Qu’est-ce à dire ? Dans Oncle Boonmee, du poisson-chat à la grotte utérine, tout semble graviter autour du mystère de la sexualité. Mais une sexualité préservée de l’exhibition autant que de l’inhibition, et telle que les fantasmes se résorbent en tendresse. C’est peut-être pour cette raison que la caméra de Weerasethakul semble être tombée amoureuse de ses personnages. La voilà statique, comme sidérée sous l’effet d’un sort. La voilà envoûtée. Le spectateur le sera également, s’il consent à vibrer au diapason de ce regard tranquille, et à écouter ces êtres (hommes, femmes, hommes-singes, fantômes…) qui se parlent d’une voix douce comme s’ils se caressaient. Certes, le rythme langoureux du film requiert une patience à laquelle tout un chacun n’est peut-être pas prêt à consentir. Mais les vraies beautés se méritent. Celles, réelles et discrètes, d’Oncle Boonmee n’ont pour secret que leur simplicité. La fièvre consumériste, l’empressement d’un public soucieux de se divertir dans les exutoires d’arrières-mondes formatés, mensongers, dévoyés en pures machines d’abrutissement sensoriel sous l’imposition d’un désir dévorant, n’ont pas leur place dans cet enchaînement d’images qui coulent comme un fleuve tranquille au milieu d’une jungle impénétrable.

Dans cet espace-temps aqueux et flottant comme une rêverie, le désir orchestrant la quête des personnages et les choix de mise en scène ne peut être que diffus, anonyme, débarrassé des tropismes individualistes et brutaux de l’Occident contemporain. Il s’agit d’un désir d’où le moi est aboli (l’ego : la source du mal selon Khrishnamurti). Un désir vibrant de tendresse éperdue, d’acceptation des êtres et des choses, même improbables. Même impossibles. Un désir qui incite à la fois à contempler et à étreindre, à jouir et à s’assoupir, à rire et à pleurer, indifféremment, et qui tire si fort dans l’une et l’autre direction qu’en définitive, de cette dynamique paroxystique, rien ne saille à l’écran qu’un mutisme fulgurant. On songe à ces silences, baignés des sons de la jungle, comme à la seule réponse harmonieuse au trop-plein de bruit. Ou bien à la fixité de la caméra comme à la réaction la plus saine aux vertiges du surnaturel (devenu naturel) et au foisonnement inextricable de toutes ces vies antérieures, ultérieures, intérieures, concomitantes (qui semblent au fond n’en faire qu’une seule, secrète et miroitante).

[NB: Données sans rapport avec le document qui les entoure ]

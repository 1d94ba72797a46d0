//! Note endpoints.
//!
//! Each handler is a straight line: validate, call the store, shape the
//! envelope. Any failure short-circuits through [`ServerError`], which picks
//! the status code and the public message. Extractor rejections are taken
//! as values so they also come back as envelopes.

use crate::envelope::Envelope;
use crate::error::{ServerError, ServerResult};
use crate::state::ServerState;
use axum::body::Bytes;
use axum::extract::rejection::{BytesRejection, PathRejection};
use axum::extract::{Path, State};
use axum::http::StatusCode;
use notekeep::{
    parse_body, validate_create, validate_id, validate_update, NoteId, ValidationError,
};
use serde_json::Value;
use std::sync::Arc;
use store::CreateOutcome;

pub const LISTED: &str = "successfully fetched notes";
pub const FETCHED: &str = "successfully fetched the note";
pub const CREATED: &str = "successfully added the note";
pub const UPDATED: &str = "successfully updated";
pub const DELETED: &str = "successfully deleted";
pub const ALREADY_EXISTS: &str = "already exists";

/// Path segments that do not even decode (e.g. `%FF`) are invalid ids too.
fn path_id(path: Result<Path<String>, PathRejection>) -> ServerResult<NoteId> {
    let Path(raw_id) = path.map_err(|_| ValidationError::invalid_id())?;
    Ok(validate_id(&raw_id)?)
}

fn request_body(
    state: &ServerState,
    body: Result<Bytes, BytesRejection>,
) -> ServerResult<Value> {
    match body {
        Ok(bytes) => Ok(parse_body(&bytes)?),
        Err(rejection) if rejection.status() == StatusCode::PAYLOAD_TOO_LARGE => {
            Err(ServerError::PayloadTooLarge(state.config.max_body_size_kb))
        }
        Err(rejection) => Err(ValidationError::field(
            "body",
            format!("failed to read request body: {}", rejection.body_text()),
        )
        .into()),
    }
}

/// `GET /`
pub async fn list_notes(State(state): State<Arc<ServerState>>) -> ServerResult<Envelope> {
    let notes = state.store.list_all().await?;
    Ok(Envelope::ok(LISTED).with_notes(notes))
}

/// `GET /{id}`
pub async fn get_note(
    State(state): State<Arc<ServerState>>,
    path: Result<Path<String>, PathRejection>,
) -> ServerResult<Envelope> {
    let id = path_id(path)?;
    match state.store.get_by_id(id).await? {
        Some(note) => Ok(Envelope::ok(FETCHED).with_note(note)),
        None => Err(ServerError::NotFound(id)),
    }
}

/// `POST /`
///
/// Text must be unique at creation time. A duplicate is a soft outcome:
/// status 200, `success: false`, and the already stored note.
pub async fn create_note(
    State(state): State<Arc<ServerState>>,
    body: Result<Bytes, BytesRejection>,
) -> ServerResult<Envelope> {
    let draft = validate_create(&request_body(&state, body)?)?;

    match state.store.create_unique(draft).await? {
        CreateOutcome::Created(note) => {
            tracing::info!(id = note.id, "note created");
            Ok(Envelope::ok(CREATED).with_note(note))
        }
        CreateOutcome::Duplicate(existing) => {
            tracing::info!(id = existing.id, "create rejected, text already exists");
            Ok(Envelope::failure(ALREADY_EXISTS).with_note(existing))
        }
    }
}

/// `PUT /{id}`
///
/// Fields left out of the body keep their stored values.
pub async fn update_note(
    State(state): State<Arc<ServerState>>,
    path: Result<Path<String>, PathRejection>,
    body: Result<Bytes, BytesRejection>,
) -> ServerResult<Envelope> {
    let id = path_id(path)?;
    let changes = validate_update(&request_body(&state, body)?)?;

    state.store.update(id, changes).await?;
    tracing::info!(id, "note updated");
    Ok(Envelope::ok(UPDATED))
}

/// `DELETE /{id}`
pub async fn delete_note(
    State(state): State<Arc<ServerState>>,
    path: Result<Path<String>, PathRejection>,
) -> ServerResult<Envelope> {
    let id = path_id(path)?;

    state.store.delete(id).await?;
    tracing::info!(id, "note deleted");
    Ok(Envelope::ok(DELETED))
}
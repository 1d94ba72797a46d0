//! API route handlers
//!
//! - `notes`: list, get, create, update and delete on the note collection
//!
//! Unmatched paths and methods are answered here with the standard envelope.

pub mod notes;

use crate::error::ServerError;

/// 404 handler for undefined routes.
pub async fn not_found() -> ServerError {
    ServerError::RouteNotFound
}

/// 405 handler for a known path with an unsupported method.
pub async fn method_not_allowed() -> ServerError {
    ServerError::MethodNotAllowed
}
//! notekeep server binary.

use server::ServerConfig;

#[tokio::main]
async fn main() -> anyhow::Result<()> {
    let config = ServerConfig::load()?;
    server::start_server(config).await?;
    Ok(())
}
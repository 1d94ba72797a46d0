use serde::{Deserialize, Serialize};
use std::net::SocketAddr;
use std::time::Duration;
use store::BackendConfig;

/// Server configuration
#[derive(Debug, Clone, Deserialize, Serialize)]
pub struct ServerConfig {
    /// Server bind address
    #[serde(default = "default_bind_addr")]
    pub bind_addr: String,

    /// Server port
    #[serde(default = "default_port")]
    pub port: u16,

    /// Request timeout in seconds
    #[serde(default = "default_timeout_secs")]
    pub timeout_secs: u64,

    /// Maximum request body size in KiB
    #[serde(default = "default_max_body_size_kb")]
    pub max_body_size_kb: usize,

    /// Origins allowed by CORS. `*` allows any origin.
    #[serde(default = "default_cors_origins")]
    pub cors_origins: Vec<String>,

    /// Log level or `EnvFilter` directive
    #[serde(default = "default_log_level")]
    pub log_level: String,

    /// Emit logs as JSON lines
    #[serde(default = "default_true")]
    pub log_json: bool,

    #[serde(default)]
    pub storage: StorageConfig,
}

/// Where notes are persisted.
#[derive(Debug, Clone, Deserialize, Serialize, PartialEq, Eq)]
pub struct StorageConfig {
    #[serde(default)]
    pub backend: StorageBackend,

    /// Database file, used by the `redb` backend
    #[serde(default = "default_storage_path")]
    pub path: String,
}

#[derive(Debug, Clone, Copy, Default, Deserialize, Serialize, PartialEq, Eq)]
#[serde(rename_all = "snake_case")]
pub enum StorageBackend {
    #[default]
    Redb,
    InMemory,
}

impl Default for StorageConfig {
    fn default() -> Self {
        Self {
            backend: StorageBackend::default(),
            path: default_storage_path(),
        }
    }
}

impl StorageConfig {
    pub fn backend_config(&self) -> BackendConfig {
        match self.backend {
            StorageBackend::Redb => BackendConfig::redb(self.path.clone()),
            StorageBackend::InMemory => BackendConfig::in_memory(),
        }
    }
}

impl Default for ServerConfig {
    fn default() -> Self {
        Self {
            bind_addr: default_bind_addr(),
            port: default_port(),
            timeout_secs: default_timeout_secs(),
            max_body_size_kb: default_max_body_size_kb(),
            cors_origins: default_cors_origins(),
            log_level: default_log_level(),
            log_json: default_true(),
            storage: StorageConfig::default(),
        }
    }
}

impl ServerConfig {
    /// Load configuration from `.env`, an optional `notekeep` config file and
    /// `NOTEKEEP__*` environment variables, in increasing precedence.
    pub fn load() -> anyhow::Result<Self> {
        dotenvy::dotenv().ok();

        let builder = config::Config::builder()
            // Load from file if exists
            .add_source(config::File::with_name("notekeep").required(false))
            // Override with environment variables
            .add_source(
                config::Environment::with_prefix("NOTEKEEP")
                    .separator("__")
                    .list_separator(",")
                    .with_list_parse_key("cors_origins")
                    .try_parsing(true),
            );

        let config: ServerConfig = builder.build()?.try_deserialize()?;
        Ok(config)
    }

    /// Get the socket address to bind to
    pub fn socket_addr(&self) -> anyhow::Result<SocketAddr> {
        let addr_str = format!("{}:{}", self.bind_addr, self.port);
        Ok(addr_str.parse()?)
    }

    /// Get request timeout as Duration
    pub fn timeout(&self) -> Duration {
        Duration::from_secs(self.timeout_secs)
    }

    /// Get max body size in bytes
    pub fn max_body_size(&self) -> usize {
        self.max_body_size_kb * 1024
    }
}

fn default_bind_addr() -> String {
    "0.0.0.0".to_string()
}

fn default_port() -> u16 {
    3000
}

fn default_timeout_secs() -> u64 {
    30
}

fn default_max_body_size_kb() -> usize {
    64
}

fn default_cors_origins() -> Vec<String> {
    vec!["https://seen.red".to_string()]
}

fn default_true() -> bool {
    true
}

fn default_log_level() -> String {
    "info".to_string()
}

fn default_storage_path() -> String {
    "notes.redb".to_string()
}

#[cfg(test)]
mod tests {
    use super::*;

    #[test]
    fn test_default_config() {
        let cfg = ServerConfig::default();
        assert_eq!(cfg.port, 3000);
        assert_eq!(cfg.timeout_secs, 30);
        assert_eq!(cfg.max_body_size(), 64 * 1024);
        assert_eq!(cfg.cors_origins, vec!["https://seen.red"]);
        assert!(cfg.log_json);
        assert_eq!(cfg.storage.backend, StorageBackend::Redb);
        assert_eq!(cfg.storage.backend_config(), BackendConfig::redb("notes.redb"));
    }

    #[test]
    fn test_socket_addr() {
        let cfg = ServerConfig::default();
        let addr = cfg.socket_addr().unwrap();
        assert_eq!(addr.port(), 3000);
    }

    #[test]
    fn test_partial_config_uses_defaults() {
        let cfg: ServerConfig = serde_json::from_str(
            r#"{ "port": 8081, "storage": { "backend": "in_memory" } }"#,
        )
        .unwrap();
        assert_eq!(cfg.port, 8081);
        assert_eq!(cfg.bind_addr, "0.0.0.0");
        assert_eq!(cfg.storage.backend_config(), BackendConfig::in_memory());
        assert_eq!(cfg.storage.path, "notes.redb");
    }
}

Le film de Weerasethakul peut alors se vivre comme une expérience thérapeutique face à un monde submergé de bruit et de fureur, de cartésianisme étroit et de brutalité autiste. Finalement, troublé par les dernières minutes explosivement schizophrènes en même temps que tranquillement musicales d’Oncle Boonmee, le spectateur éprouvera peut-être – s’il n’a pas tué en lui l’enfant curieux et amoureux du monde – une sensation d’étrange bien-être, une griserie légère, un ravissement provisoire mais lumineux à l’intérieur de lui-même. Un peu comme si son âme souriait. Et se dilatait sous l’effet d’une espièglerie finale. Ce film vient d’ailleurs, décidément.

Antoine Benderitter.

Oncle Boonmee (Celui qui se souvenait de ses vies antérieures) d’Apichatpong Weerasethakul. Thaïlande. 2010. Disponible sur MUBI.